Quetta police chief Zubair Mahmood told reporters that the bomb was hidden in a water tank and towed into the market by a tractor. He said the blast destroyed shops in the neighbourhood and caused a two-storey building to collapse.
“We fear some victims may be found buried there,” he said.
Mahmood said police did not yet know who was behind the bombing, but a local television station reported that Lashker-e-Jhangvi, a Sunni extremist group that has targeted Shiites in the past, had called to claim responsibility.
Senior police officer Wazir Khan Nasir said the bomb, set off in a residential suburb, was detonated by remote control.
Another officer, Samiullah Khan, said the bomb was detonated while dozens of women and children were buying produce for their evening meal. Local residents rushed the victims to three different area hospitals, often in private vehicles because there weren’t enough ambulances to transport the victims.
A massive plume of white smoke rose over the area after the bomb blast. Television footage of the scene showed the streets littered with rubble from destroyed buildings, mixed with fruits and vegetables and shattered street carts.

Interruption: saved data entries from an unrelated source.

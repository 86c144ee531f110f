//! The reflection tree: an arena of schema nodes with numeric handles.
//!
//! A `.proto` parser (external to this crate) constructs the tree through
//! the `add_*` methods, then calls [`Schema::resolve_types`] to bind every
//! symbolic type reference and freeze the tree behind an [`Arc`]. All
//! runtime surfaces (message factories, dynamic values, dispatchers) hang
//! off the frozen schema.

mod field;
mod handle;

use std::collections::BTreeMap;
use std::sync::Arc;

use tracing::{debug, trace};

use crate::error::Error;
use crate::util::to_camel_case;
use crate::value::Value;
use crate::wire::{MAX_FIELD_ID, MIN_FIELD_ID};

pub use field::{FieldType, Label, ScalarKind};
pub use handle::{EnumRef, EnumValueRef, FieldRef, MessageRef, RpcRef, ServiceRef};

pub(crate) use field::FieldData;

/// A literal option value, as written in a `.proto` source.
#[derive(Debug, Clone, PartialEq)]
pub enum Literal {
    Bool(bool),
    Int(i64),
    Float(f64),
    Str(String),
}

/// Construction-time configuration.
#[derive(Debug, Clone, Copy, Default)]
pub struct SchemaOptions {
    /// Rewrite `snake_case` field names to `camelCase` at construction.
    /// The source spelling is retained as the field's `original_name`.
    pub convert_fields_to_camel_case: bool,
}

/// Handle to a node in the reflection arena.
#[derive(Debug, Copy, Clone, PartialEq, Eq, Hash, PartialOrd, Ord)]
pub struct NodeId(u32);

impl NodeId {
    fn index(self) -> usize {
        self.0 as usize
    }
}
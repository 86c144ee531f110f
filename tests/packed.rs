//! Packed repeated encoding and its equivalence with per-tag encoding.

use std::collections::BTreeMap;
use std::sync::Arc;

use hex_literal::hex;
use protoflex::{FieldType, Label, Literal, ScalarKind, Schema, SchemaOptions, Value};

fn repeated_int32_schema(packed: bool) -> Arc<Schema> {
    let mut schema = Schema::new(SchemaOptions::default());
    let msg = schema.add_message(schema.root(), "M").unwrap();
    let mut options = BTreeMap::new();
    if packed {
        options.insert("packed".to_owned(), Literal::Bool(true));
    }
    schema
        .add_field(
            msg,
            "v",
            1,
            Label::Repeated,
            FieldType::Scalar(ScalarKind::Int32),
            options,
        )
        .unwrap();
    schema.resolve_types().unwrap()
}

fn values() -> Value {
    Value::List(vec![Value::from(1), Value::from(2), Value::from(300)])
}

#[test]
fn test_packed_fixture() {
    let schema = repeated_int32_schema(true);
    let msg = schema.message("M").unwrap();
    let value = msg.from_pairs([("v", values())]).unwrap();
    assert_eq!(value.encode_to_vec().unwrap(), hex!("0a 04 01 02 ac 02"));
}

#[test]
fn test_unpacked_fixture() {
    let schema = repeated_int32_schema(false);
    let msg = schema.message("M").unwrap();
    let value = msg.from_pairs([("v", values())]).unwrap();
    assert_eq!(value.encode_to_vec().unwrap(), hex!("08 01 08 02 08 ac 02"));
}

#[test]
fn test_packed_decodes_as_unpacked_and_back() {
    let packed = repeated_int32_schema(true);
    let unpacked = repeated_int32_schema(false);
    let packed_msg = packed.message("M").unwrap();
    let unpacked_msg = unpacked.message("M").unwrap();

    // Packed bytes read by an unpacked reader.
    let decoded = unpacked_msg.decode(&hex!("0a 04 01 02 ac 02")).unwrap();
    assert_eq!(
        decoded.get("v").unwrap().as_repeated().unwrap(),
        &[Value::I32(1), Value::I32(2), Value::I32(300)]
    );

    // Per-tag bytes read by a packed reader.
    let decoded = packed_msg.decode(&hex!("08 01 08 02 08 ac 02")).unwrap();
    assert_eq!(
        decoded.get("v").unwrap().as_repeated().unwrap(),
        &[Value::I32(1), Value::I32(2), Value::I32(300)]
    );
}

#[test]
fn test_multiple_packed_records_concatenate() {
    let schema = repeated_int32_schema(true);
    let msg = schema.message("M").unwrap();
    // Two packed records for the same field; elements append.
    let decoded = msg.decode(&hex!("0a 02 01 02 0a 01 03")).unwrap();
    assert_eq!(
        decoded.get("v").unwrap().as_repeated().unwrap(),
        &[Value::I32(1), Value::I32(2), Value::I32(3)]
    );
}

#[test]
fn test_empty_repeated_emits_nothing() {
    let schema = repeated_int32_schema(true);
    let msg = schema.message("M").unwrap();
    let value = msg.empty();
    assert!(value.encode_to_vec().unwrap().is_empty());
}

#[test]
fn test_packed_zigzag() {
    let mut schema = Schema::new(SchemaOptions::default());
    let msg = schema.add_message(schema.root(), "M").unwrap();
    let mut options = BTreeMap::new();
    options.insert("packed".to_owned(), Literal::Bool(true));
    schema
        .add_field(
            msg,
            "v",
            1,
            Label::Repeated,
            FieldType::Scalar(ScalarKind::Sint32),
            options,
        )
        .unwrap();
    let schema = schema.resolve_types().unwrap();
    let msg = schema.message("M").unwrap();

    let value = msg
        .from_pairs([(
            "v",
            Value::List(vec![Value::from(0), Value::from(-1), Value::from(1)]),
        )])
        .unwrap();
    // Zig-zag: 0 -> 0, -1 -> 1, 1 -> 2.
    assert_eq!(value.encode_to_vec().unwrap(), hex!("0a 03 00 01 02"));

    let decoded = msg.decode(&hex!("0a 03 00 01 02")).unwrap();
    assert_eq!(
        decoded.get("v").unwrap().as_repeated().unwrap(),
        &[Value::I32(0), Value::I32(-1), Value::I32(1)]
    );
}

#[test]
fn test_packed_enum() {
    let mut schema = Schema::new(SchemaOptions::default());
    let msg = schema.add_message(schema.root(), "M").unwrap();
    let e = schema.add_enum(schema.root(), "E").unwrap();
    schema.add_enum_value(e, "A", 0).unwrap();
    schema.add_enum_value(e, "B", 1).unwrap();
    let mut options = BTreeMap::new();
    options.insert("packed".to_owned(), Literal::Bool(true));
    schema
        .add_field(msg, "v", 1, Label::Repeated, FieldType::named("E"), options)
        .unwrap();
    let schema = schema.resolve_types().unwrap();
    let msg = schema.message("M").unwrap();

    let value = msg
        .from_pairs([(
            "v",
            Value::List(vec![Value::from("A"), Value::from("B"), Value::from("B")]),
        )])
        .unwrap();
    assert_eq!(value.encode_to_vec().unwrap(), hex!("0a 03 00 01 01"));

    let decoded = msg.decode(&hex!("0a 03 00 01 01")).unwrap();
    assert_eq!(
        decoded.get("v").unwrap().as_repeated().unwrap(),
        &[Value::Enum(0), Value::Enum(1), Value::Enum(1)]
    );
}

#[test]
fn test_packed_length_exceeding_buffer() {
    let schema = repeated_int32_schema(true);
    let msg = schema.message("M").unwrap();
    // Length prefix says 9 bytes but only two follow.
    assert!(msg.decode(&hex!("0a 09 01 02")).is_err());
}
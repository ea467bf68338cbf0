//! Typed helpers over the parser's AST.
//!
//! The parse tree is a forest of `Node` wrappers whose single meaningful
//! field is the tagged [`NodeEnum`]; the helpers here unwrap that tagging and
//! convert the handful of node shapes the validator cares about into its own
//! vocabulary. Everything is total: a partial or unexpected node degrades to
//! an empty result instead of failing, and callers skip node kinds they do
//! not recognize.

use pg_query::protobuf::{ColumnRef, Node, RangeVar, ResTarget};
use pg_query::NodeEnum;

/// A table brought into scope by a query, under its real name and an
/// optional alias.
#[derive(Debug, Clone, PartialEq, Eq)]
pub(crate) struct TableRef {
    pub name: String,
    pub alias: Option<String>,
}

/// A column referenced by a query, with the qualifier text exactly as it
/// appeared (an alias, a real table name, or nothing).
#[derive(Debug, Clone, PartialEq, Eq)]
pub(crate) struct ColumnUse {
    pub column: String,
    pub table: Option<String>,
    /// Byte offset into the query string, for diagnostics.
    pub location: i32,
}

/// Discriminator name of a node kind, for diagnostics.
pub(crate) fn kind_name(kind: &NodeEnum) -> String {
    let debug = format!("{kind:?}");
    debug
        .split(['(', ' ', '{'])
        .next()
        .unwrap_or("Unknown")
        .to_string()
}

/// The string payload of a `String` node, if that is what the node holds.
pub(crate) fn string_value(node: &Node) -> Option<&str> {
    match node.node.as_ref()? {
        NodeEnum::String(s) => Some(s.sval.as_str()),
        _ => None,
    }
}

/// The `ResTarget` body of a target-list entry, if the entry is one.
pub(crate) fn res_target(node: &Node) -> Option<&ResTarget> {
    match node.node.as_ref()? {
        NodeEnum::ResTarget(target) => Some(target),
        _ => None,
    }
}

pub(crate) fn range_var_to_table(range_var: &RangeVar) -> TableRef {
    TableRef {
        name: range_var.relname.clone(),
        alias: range_var
            .alias
            .as_ref()
            .map(|alias| alias.aliasname.clone())
            .filter(|alias| !alias.is_empty()),
    }
}

/// Convert a `ColumnRef` into a [`ColumnUse`].
///
/// One name part is a bare column, two parts are `table.column`. A wildcard
/// part (`*`, `t.*`) names no particular column and yields `None`.
pub(crate) fn column_ref_to_use(column_ref: &ColumnRef) -> Option<ColumnUse> {
    let mut parts: Vec<&str> = Vec::new();
    for field in &column_ref.fields {
        match field.node.as_ref() {
            Some(NodeEnum::String(s)) => parts.push(s.sval.as_str()),
            Some(NodeEnum::AStar(_)) => return None,
            _ => {}
        }
    }

    let (table, column) = match parts.as_slice() {
        [] => return None,
        [column] => (None, *column),
        [table, column, ..] => (Some((*table).to_string()), *column),
    };

    Some(ColumnUse {
        column: column.to_string(),
        table,
        location: column_ref.location,
    })
}

/// The column name one projection entry contributes: the explicit alias when
/// present, else the referenced column's name, else the called function's
/// name. Entries that name nothing stable (`*`, literals, expressions) yield
/// `None`.
pub(crate) fn projection_name(target: &ResTarget) -> Option<String> {
    if !target.name.is_empty() {
        return Some(target.name.clone());
    }

    match target.val.as_deref().and_then(|val| val.node.as_ref()) {
        Some(NodeEnum::ColumnRef(column_ref)) => {
            let last = column_ref.fields.last()?;
            string_value(last).map(str::to_string)
        }
        Some(NodeEnum::FuncCall(func)) => {
            let last = func.funcname.last()?;
            string_value(last).map(str::to_string)
        }
        _ => None,
    }
}
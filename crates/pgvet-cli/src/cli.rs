use std::path::PathBuf;

#[derive(Debug, Clone, Copy, PartialEq, Eq)]
pub enum HelpTopic {
    Root,
    Check,
    Schema,
}

#[derive(Debug, Clone)]
pub enum Command {
    Help(HelpTopic),
    Check(CheckArgs),
    Schema(SchemaArgs),
}

#[derive(Debug, Clone)]
pub struct CheckArgs {
    pub config: PathBuf,
    pub schema: Option<PathBuf>,
    pub files: Vec<PathBuf>,
}

#[derive(Debug, Clone)]
pub struct SchemaArgs {
    pub config: PathBuf,
    pub schema: Option<PathBuf>,
}

pub fn parse_args(args: &[String]) -> anyhow::Result<Command> {
    let mut it = args.iter().skip(1);
    let Some(first) = it.next() else {
        return Ok(Command::Help(HelpTopic::Root));
    };

    match first.as_str() {
        "-h" | "--help" => Ok(Command::Help(HelpTopic::Root)),
        "check" => parse_check(it.map(|s| s.as_str())),
        "schema" => parse_schema(it.map(|s| s.as_str())),
        _ => anyhow::bail!("unknown command: {first}"),
    }
}

fn parse_check<'a>(mut it: impl Iterator<Item = &'a str>) -> anyhow::Result<Command> {
    let mut config = PathBuf::from("pgvet.toml");
    let mut schema: Option<PathBuf> = None;
    let mut files: Vec<PathBuf> = Vec::new();

    while let Some(token) = it.next() {
        match token {
            "-h" | "--help" => return Ok(Command::Help(HelpTopic::Check)),
            "--config" => {
                let Some(v) = it.next() else {
                    anyhow::bail!("--config requires a value");
                };
                config = PathBuf::from(v);
            }
            _ if token.starts_with("--config=") => {
                config = PathBuf::from(token.trim_start_matches("--config="));
            }
            "--schema" => {
                let Some(v) = it.next() else {
                    anyhow::bail!("--schema requires a value");
                };
                schema = Some(PathBuf::from(v));
            }
            _ if token.starts_with("--schema=") => {
                schema = Some(PathBuf::from(token.trim_start_matches("--schema=")));
            }
            _ if token.starts_with('-') => anyhow::bail!("unknown argument: {token}"),
            path => files.push(PathBuf::from(path)),
        }
    }

    Ok(Command::Check(CheckArgs {
        config,
        schema,
        files,
    }))
}

fn parse_schema<'a>(mut it: impl Iterator<Item = &'a str>) -> anyhow::Result<Command> {
    let mut config = PathBuf::from("pgvet.toml");
    let mut schema: Option<PathBuf> = None;

    while let Some(token) = it.next() {
        match token {
            "-h" | "--help" => return Ok(Command::Help(HelpTopic::Schema)),
            "--config" => {
                let Some(v) = it.next() else {
                    anyhow::bail!("--config requires a value");
                };
                config = PathBuf::from(v);
            }
            _ if token.starts_with("--config=") => {
                config = PathBuf::from(token.trim_start_matches("--config="));
            }
            "--schema" => {
                let Some(v) = it.next() else {
                    anyhow::bail!("--schema requires a value");
                };
                schema = Some(PathBuf::from(v));
            }
            _ if token.starts_with("--schema=") => {
                schema = Some(PathBuf::from(token.trim_start_matches("--schema=")));
            }
            other => anyhow::bail!("unknown argument: {other}"),
        }
    }

    Ok(Command::Schema(SchemaArgs { config, schema }))
}

pub fn print_help(topic: HelpTopic) {
    match topic {
        HelpTopic::Root => {
            println!(
                "\
pgvet - validate SQL queries against a declared schema

USAGE:
  pgvet check [OPTIONS] [FILES...]
  pgvet schema [OPTIONS]

COMMANDS:
  check         Validate SQL statements against the schema
  schema        Print the parsed schema as JSON

Run `pgvet check --help` for more."
            );
        }
        HelpTopic::Check => {
            println!(
                "\
USAGE:
  pgvet check [OPTIONS] [FILES...]

Validates every statement in FILES (or in the config's `queries`, or piped
to stdin) against the schema, and exits non-zero on the first failing file.

OPTIONS:
  --config <FILE>       Config file path (default: pgvet.toml)
  --schema <FILE>       Schema DDL path (overrides config)
  -h, --help            Print help"
            );
        }
        HelpTopic::Schema => {
            println!(
                "\
USAGE:
  pgvet schema [OPTIONS]

OPTIONS:
  --config <FILE>       Config file path (default: pgvet.toml)
  --schema <FILE>       Schema DDL path (overrides config)
  -h, --help            Print help"
            );
        }
    }
}
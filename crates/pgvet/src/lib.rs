//! # pgvet
//!
//! Static validation of PostgreSQL statements against a declared schema.
//!
//! Queries are parsed with `pg_query` (the PostgreSQL server's own parser);
//! every referenced table and column is then checked against a [`Schema`]
//! built from `CREATE TABLE` / `CREATE VIEW` DDL. Validation resolves names
//! through aliases, CTEs, derived tables and LATERAL subqueries, refuses
//! writes to read-only relations, and enforces a couple of safety rules
//! (DELETE requires a column-bearing WHERE clause, INSERT rows must match
//! their column list). A successful validation returns the positional
//! placeholders (`$1`, `$2`, …) the statement binds, ascending and
//! de-duplicated.
//!
//! ```
//! use pgvet::{validate_query, Schema};
//!
//! let schema = Schema::from_sql("CREATE TABLE users (id BIGINT, name TEXT)")?;
//! let params = validate_query(&schema, "SELECT name FROM users WHERE id = $1")?;
//! assert_eq!(params.len(), 1);
//! assert_eq!(params[0].number, 1);
//! # Ok::<(), pgvet::VetError>(())
//! ```
//!
//! The validator is stateless per call: a [`Schema`] is never mutated and
//! may be shared freely across threads.

mod ast;
mod error;
mod expr;
mod params;
mod schema;
mod scope;
mod stmt;
mod validate;

pub use error::{VetError, VetResult};
pub use params::Param;
pub use schema::{Column, Schema, Table};
pub use validate::{validate_queries, validate_query};
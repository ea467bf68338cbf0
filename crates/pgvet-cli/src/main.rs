fn main() {
    if let Err(e) = pgvet_cli::run(std::env::args().collect()) {
        eprintln!("{e:#}");
        std::process::exit(1);
    }
}
//! In-memory schema model and the DDL loader.
//!
//! A [`Schema`] maps table names to [`Table`]s; it is built once (usually
//! from `CREATE TABLE` / `CREATE VIEW` statements via [`Schema::from_sql`])
//! and then shared read-only across validations. Views are registered
//! read-only: they can be selected from but never written to.

use std::collections::BTreeMap;

use pg_query::NodeEnum;
use serde::{Deserialize, Serialize};

use crate::ast;
use crate::error::VetResult;

/// A column of a declared table.
#[derive(Debug, Clone, PartialEq, Eq, Serialize, Deserialize)]
pub struct Column {
    pub name: String,
    /// SQL type text as written in the DDL (absent for view columns).
    #[serde(default, skip_serializing_if = "Option::is_none")]
    pub sql_type: Option<String>,
}

/// A declared table or view.
#[derive(Debug, Clone, PartialEq, Eq, Serialize, Deserialize)]
pub struct Table {
    pub name: String,
    #[serde(default)]
    pub columns: BTreeMap<String, Column>,
    /// Read-only relations (views, CTEs, derived tables) cannot be the
    /// target of INSERT, UPDATE, or DELETE.
    #[serde(default)]
    pub read_only: bool,
}

impl Table {
    pub fn column(&self, name: &str) -> Option<&Column> {
        self.columns.get(name)
    }

    pub fn has_column(&self, name: &str) -> bool {
        self.columns.contains_key(name)
    }
}

/// The declared database schema: table name → table.
#[derive(Debug, Clone, Default, PartialEq, Eq, Serialize, Deserialize)]
pub struct Schema {
    pub tables: BTreeMap<String, Table>,
}

impl Schema {
    pub fn table(&self, name: &str) -> Option<&Table> {
        self.tables.get(name)
    }

    /// Build a schema from DDL text.
    ///
    /// `CREATE TABLE` statements contribute tables with typed columns;
    /// `CREATE VIEW` statements contribute read-only tables whose columns
    /// come from the view query's projection. Other statement kinds in the
    /// input are ignored.
    pub fn from_sql(ddl: &str) -> VetResult<Self> {
        let parsed = pg_query::parse(ddl)?;
        let mut tables = BTreeMap::new();

        for raw in &parsed.protobuf.stmts {
            let Some(kind) = raw.stmt.as_deref().and_then(|node| node.node.as_ref()) else {
                continue;
            };
            match kind {
                NodeEnum::CreateStmt(create) => {
                    let Some(relation) = create.relation.as_ref() else {
                        continue;
                    };
                    let mut table = Table {
                        name: relation.relname.clone(),
                        columns: BTreeMap::new(),
                        read_only: false,
                    };
                    for element in &create.table_elts {
                        let Some(NodeEnum::ColumnDef(def)) = element.node.as_ref() else {
                            continue;
                        };
                        let sql_type = def
                            .type_name
                            .as_ref()
                            .map(|type_name| {
                                type_name
                                    .names
                                    .iter()
                                    .filter_map(ast::string_value)
                                    .collect::<Vec<_>>()
                                    .join(".")
                            })
                            .filter(|joined| !joined.is_empty());
                        table.columns.insert(
                            def.colname.clone(),
                            Column {
                                name: def.colname.clone(),
                                sql_type,
                            },
                        );
                    }
                    tracing::debug!(
                        table = %table.name,
                        columns = table.columns.len(),
                        "schema: registered table"
                    );
                    tables.insert(table.name.clone(), table);
                }
                NodeEnum::ViewStmt(view) => {
                    let Some(relation) = view.view.as_ref() else {
                        continue;
                    };
                    let mut table = Table {
                        name: relation.relname.clone(),
                        columns: BTreeMap::new(),
                        read_only: true,
                    };
                    if let Some(NodeEnum::SelectStmt(select)) =
                        view.query.as_deref().and_then(|node| node.node.as_ref())
                    {
                        for item in &select.target_list {
                            let Some(target) = ast::res_target(item) else {
                                continue;
                            };
                            if let Some(name) = ast::projection_name(target) {
                                table
                                    .columns
                                    .insert(name.clone(), Column { name, sql_type: None });
                            }
                        }
                    }
                    tracing::debug!(
                        view = %table.name,
                        columns = table.columns.len(),
                        "schema: registered view"
                    );
                    tables.insert(table.name.clone(), table);
                }
                _ => {}
            }
        }

        Ok(Schema { tables })
    }
}
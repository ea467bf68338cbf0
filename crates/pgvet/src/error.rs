//! Error types for pgvet.
//!
//! Every failure mode of a validation is a variant of [`VetError`]; nothing
//! is reported out of band. A statement's validation stops at the first
//! error. Wrapper variants ([`VetError::Context`]) prepend the clause being
//! traversed without losing the underlying error, so callers can still walk
//! the `source()` chain.

use thiserror::Error;

/// Result type alias for pgvet operations.
pub type VetResult<T> = Result<T, VetError>;

/// Error type for query and schema validation.
#[derive(Debug, Error)]
pub enum VetError {
    /// The PostgreSQL parser rejected the input.
    #[error("invalid SQL: {0}")]
    Parse(#[from] pg_query::Error),

    /// A single-statement entry point received more than one statement.
    #[error("query contains more than one statement")]
    MultipleStatements,

    /// The input produced no statements at all.
    #[error("query contains no statement")]
    EmptyStatement,

    /// The top-level parse node is not a recognizable statement.
    #[error("query contains an invalid statement")]
    InvalidStatementKind,

    /// The statement kind is outside the supported set.
    #[error("unsupported statement kind: {0}")]
    UnsupportedStatement(String),

    /// A referenced table is not defined in the schema.
    #[error("invalid table name: {0}")]
    InvalidTable(String),

    /// A write statement targets a view, CTE, or other read-only relation.
    #[error("table `{0}` is read-only")]
    ReadOnlyTable(String),

    /// A qualified column names a table that was not brought into scope.
    #[error("table `{table}` not available for query")]
    TableUnavailable { table: String, location: i32 },

    /// A column does not exist in the qualifying table, or in any visible
    /// table when unqualified.
    #[error("column `{}` is not defined in {}", .column, column_scope(.table))]
    ColumnNotFound {
        column: String,
        table: Option<String>,
        location: i32,
    },

    /// An INSERT values row does not match the target column list.
    #[error("column count {columns} doesn't match value count {values}")]
    ColumnCountMismatch { columns: usize, values: usize },

    /// DELETE without a WHERE clause.
    #[error("no WHERE clause for DELETE")]
    MissingWhere,

    /// DELETE whose WHERE clause references no columns.
    #[error("no columns referenced in DELETE's WHERE clause")]
    EmptyWherePredicate,

    /// A sub-clause had an unexpected shape (e.g. a VALUES row that is not a
    /// list, or a subquery without a SELECT body).
    #[error("invalid subexpression: {0}")]
    InvalidSubexpression(String),

    /// Traversal context prepended to an inner error.
    #[error("{context}: {source}")]
    Context {
        context: &'static str,
        #[source]
        source: Box<VetError>,
    },
}

fn column_scope(table: &Option<String>) -> String {
    match table {
        Some(table) => format!("table `{table}`"),
        None => "any table available for query".to_string(),
    }
}

impl VetError {
    /// Wrap an error with the clause being traversed when it surfaced.
    pub(crate) fn context(context: &'static str, source: VetError) -> Self {
        VetError::Context {
            context,
            source: Box::new(source),
        }
    }

    /// Byte offset into the query the error points at, when one is known.
    ///
    /// The parser reports `-1` for synthesized nodes; those yield `None`.
    pub fn location(&self) -> Option<i32> {
        match self {
            VetError::TableUnavailable { location, .. }
            | VetError::ColumnNotFound { location, .. } => (*location >= 0).then_some(*location),
            VetError::Context { source, .. } => source.location(),
            _ => None,
        }
    }
}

Near one of the hospitals where the dead and wounded were taken, a man stood weeping as people were being taken in on stretchers.
“Look at our misery! We are helpless,” he said.
Members of the minority Shiite sect took to the city’s streets in angry protest, blocking roads with burning tyres and throwing stones at passing vehicles.
Many also started firing into the air in an attempt to keep people away from the area in case there was a secondary explosion. Sometimes insurgents stagger the explosions as a way to target people who rush to the scene to help and thus increase the death toll.
Police cordoned off the area. Most of the Shiites in the area are Hazaras, and they were quick to blame Lashker-e-Jhangvi.
“This evil force is operating with the patronage of certain elements in the province,” said Qayum Changezi, the chairman of a local Hazara organisation.
Yesterday’s attack was the worst since a series of bombings on January 10 killed 86 people in Quetta, almost all Hazara Shiites. Residents were so furious that they refused to bury their dead for days, instead camping out on the streets with the bodies in coffins in protest and demanding the government address the problem.